I'm stuck with the problem of scaling new data. In my scheme, I have trained and test the model, with all x_train and x_test have been scaled using sklearn.MinMaxScaler(). Then, applying to the real-time process, how can I scale the new input in the same scale of the training and testing data. The step is as below

featuresData = df[features].values # Array of all features with the length of thousands
sc = MinMaxScaler(feature_range=(-1,1), copy=False)
featuresData = sc.fit_transform(featuresData)

#Running model to make the final model
model.fit(X,Y)
model.predict(X_test)

#Saving to abcxyz.h5

Then implementing with new data

#load the model abcxyz.h5
#catching new data 
#Scaling new data to put into the loaded model << I'm stucking in this step
#...

So how to scale the new data to predict then inverse transform to the final result? From my logic, it need to scale in the same manner of the old scaler before training the model.


Solution

  • From the way you used scikit-learn, you need to have had saved the transformer:

    import joblib
    # ...
    sc = MinMaxScaler(feature_range=(-1,1), copy=False)
    featuresData = sc.fit_transform(featuresData)
    
    joblib.dump(sc, 'sc.joblib') 
    
    # with new data
    sc = joblib.load('sc.joblib')
    transformData = sc.transform(newData)
    # ...
    

    The best way to use scikit-learn is merging your transformations with your model. That way, you only save your model that includes the transformation pipe.
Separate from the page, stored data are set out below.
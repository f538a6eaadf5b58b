//! Core data types shared by the column model

pub mod offset_array;
pub mod profile;
pub mod units;

pub use offset_array::OffsetArray;
pub use profile::interpolate_profile;
pub use units::{Celsius, HeatFlux, Meters};
//! Material physics of the snow/soil column: constants, freezing curves and
//! property mixing

pub mod constants;
pub mod freezing_curve;
pub mod thermal_properties;

pub use freezing_curve::{CalibrationTable, FreezingCurve, UnfrozenWater, CALIBRATION_SAMPLES};
pub use thermal_properties::{NodeMaterial, NodeProperties, SoilComposition};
    from sklearn import svm
    from sklearn.preprocessing import MinMaxScaler
    from sklearn.pipeline import Pipeline
    
    
    clf = svm.SVC(kernel='linear')
    sc = MinMaxScaler(feature_range=(-1,1), copy=False)
    
    model = Pipeline([('scaler', sc), ('svc', clf)])
    
    #...
    

    When you do model.fit, first the model will do fit_transform for your scaler under the hood. With model.predict, the transform of your scaler will be involved.